Work out how many lines of the listing hold "static" and return that number by itself.
--------
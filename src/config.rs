//! Run configuration: defaults, JSON loading, validation.
//!
//! Every field is optional in the file; missing keys take the documented
//! defaults so a minimal `{}` config is valid. CLI flags layer on top of
//! the loaded file in `main`.

use std::path::{Path, PathBuf};
use std::time::Duration;

use serde::{Deserialize, Serialize};
use thiserror::Error;

/// Default root for packaged books.
pub const DEFAULT_BASE_DIRECTORY: &str = "books_by_skills";

/// Default root for per-topic manifest files.
pub const DEFAULT_BOOK_IDS_DIRECTORY: &str = "book_ids";

/// Default progress file path.
pub const DEFAULT_PROGRESS_FILE: &str = "output/skillshelf_progress.json";

/// Search API dialect selector.
#[derive(Debug, Clone, Copy, PartialEq, Eq, Serialize, Deserialize, Default)]
#[serde(rename_all = "lowercase")]
pub enum ApiVersion {
    /// Authenticated search, 1-indexed pages, ~15 results per page.
    V1,
    /// Unauthenticated search, 0-indexed pages, up to 100 results per page.
    #[default]
    V2,
}

/// Which e-book files a build produces.
#[derive(Debug, Clone, Copy, PartialEq, Eq, Serialize, Deserialize, Default)]
#[serde(rename_all = "lowercase")]
pub enum EpubFormat {
    /// Standard profile only (compatibility alias).
    Legacy,
    /// Standard profile only.
    Enhanced,
    /// Reader-optimized profile only.
    Kindle,
    /// Both profiles in the same output folder.
    #[default]
    Dual,
}

/// A single build variant of the package.
#[derive(Debug, Clone, Copy, PartialEq, Eq)]
pub enum EpubProfile {
    Standard,
    ReaderOptimized,
}

impl EpubFormat {
    /// The profiles this format produces, in build order.
    #[must_use]
    pub fn profiles(self) -> &'static [EpubProfile] {
        match self {
            Self::Legacy | Self::Enhanced => &[EpubProfile::Standard],
            Self::Kindle => &[EpubProfile::ReaderOptimized],
            Self::Dual => &[EpubProfile::Standard, EpubProfile::ReaderOptimized],
        }
    }
}

/// Errors from loading or validating configuration.
#[derive(Debug, Error)]
pub enum ConfigError {
    /// The config file could not be read.
    #[error("cannot read config file {path}: {source}")]
    Io {
        path: PathBuf,
        #[source]
        source: std::io::Error,
    },

    /// The config file is not valid JSON for the expected schema.
    #[error("config file {path} is not valid: {source}")]
    Format {
        path: PathBuf,
        #[source]
        source: serde_json::Error,
    },

    /// A field value is outside its allowed range.
    #[error("invalid config value for `{field}`: {detail}")]
    Invalid { field: &'static str, detail: String },
}

/// Run configuration consumed by the job controller.
#[derive(Debug, Clone, Serialize, Deserialize)]
#[serde(default)]
pub struct Config {
    /// Output root for packaged books.
    pub base_directory: PathBuf,
    /// Output root for per-topic manifest files.
    pub book_ids_directory: PathBuf,
    /// Which search dialect discovery uses.
    pub discovery_api_version: ApiVersion,
    /// Per-topic cap on accepted books (unlimited when absent).
    pub max_books_per_skill: Option<u64>,
    /// Hard cap on search pages per topic.
    pub max_pages_per_skill: usize,
    /// Seconds between discovery requests.
    pub discovery_delay: f64,
    /// Seconds between book downloads.
    pub download_delay: f64,
    /// Seconds between new book sessions.
    pub session_reuse_delay: f64,
    /// Which e-book files to build.
    pub epub_format: EpubFormat,
    /// Honor an existing progress file.
    pub resume: bool,
    /// Ignore the on-disk existence check and re-download everything.
    pub force_redownload: bool,
    /// Persist the cookie jar every N successful book downloads.
    pub token_save_interval: u32,
    /// Progress file path.
    pub progress_file: PathBuf,
    /// Requested pipeline concurrency. Anything above 1 is refused at
    /// runtime because the provider rotates the auth token per response.
    pub concurrency: usize,
    /// Provider base URL (overridable for testing).
    pub base_url: String,
}

impl Default for Config {
    fn default() -> Self {
        Self {
            base_directory: PathBuf::from(DEFAULT_BASE_DIRECTORY),
            book_ids_directory: PathBuf::from(DEFAULT_BOOK_IDS_DIRECTORY),
            discovery_api_version: ApiVersion::V2,
            max_books_per_skill: None,
            max_pages_per_skill: 100,
            discovery_delay: 1.5,
            download_delay: 10.0,
            session_reuse_delay: 2.0,
            epub_format: EpubFormat::Dual,
            resume: true,
            force_redownload: false,
            token_save_interval: 5,
            progress_file: PathBuf::from(DEFAULT_PROGRESS_FILE),
            concurrency: 1,
            base_url: "https://learning.oreilly.com".to_string(),
        }
    }
}

impl Config {
    /// Loads configuration from a JSON file and validates it.
    ///
    /// # Errors
    ///
    /// Returns [`ConfigError::Io`] when the file cannot be read,
    /// [`ConfigError::Format`] when it fails to parse, and
    /// [`ConfigError::Invalid`] when a value is out of range.
    pub fn load(path: &Path) -> Result<Self, ConfigError> {
        let bytes = std::fs::read(path).map_err(|source| ConfigError::Io {
            path: path.to_path_buf(),
            source,
        })?;
        let config: Self =
            serde_json::from_slice(&bytes).map_err(|source| ConfigError::Format {
                path: path.to_path_buf(),
                source,
            })?;
        config.validate()?;
        Ok(config)
    }

    /// Validates field values against runtime constraints.
    ///
    /// # Errors
    ///
    /// Returns [`ConfigError::Invalid`] naming the offending field.
    pub fn validate(&self) -> Result<(), ConfigError> {
        if self.concurrency == 0 {
            return Err(ConfigError::Invalid {
                field: "concurrency",
                detail: "must be at least 1".to_string(),
            });
        }
        if self.max_pages_per_skill == 0 {
            return Err(ConfigError::Invalid {
                field: "max_pages_per_skill",
                detail: "must be at least 1".to_string(),
            });
        }
        if self.token_save_interval == 0 {
            return Err(ConfigError::Invalid {
                field: "token_save_interval",
                detail: "must be at least 1".to_string(),
            });
        }
        for (field, value) in [
            ("discovery_delay", self.discovery_delay),
            ("download_delay", self.download_delay),
            ("session_reuse_delay", self.session_reuse_delay),
        ] {
            if !value.is_finite() || value < 0.0 {
                return Err(ConfigError::Invalid {
                    field,
                    detail: format!("{value} is not a non-negative number of seconds"),
                });
            }
        }
        if self.base_url.is_empty() {
            return Err(ConfigError::Invalid {
                field: "base_url",
                detail: "must not be empty".to_string(),
            });
        }
        Ok(())
    }

    /// Discovery inter-request delay as a [`Duration`].
    #[must_use]
    pub fn discovery_delay(&self) -> Duration {
        Duration::from_secs_f64(self.discovery_delay)
    }

    /// Book-boundary delay as a [`Duration`].
    #[must_use]
    pub fn download_delay(&self) -> Duration {
        Duration::from_secs_f64(self.download_delay)
    }

    /// Session-reuse delay as a [`Duration`].
    #[must_use]
    pub fn session_reuse_delay(&self) -> Duration {
        Duration::from_secs_f64(self.session_reuse_delay)
    }
}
--------
> _Answer space_: 2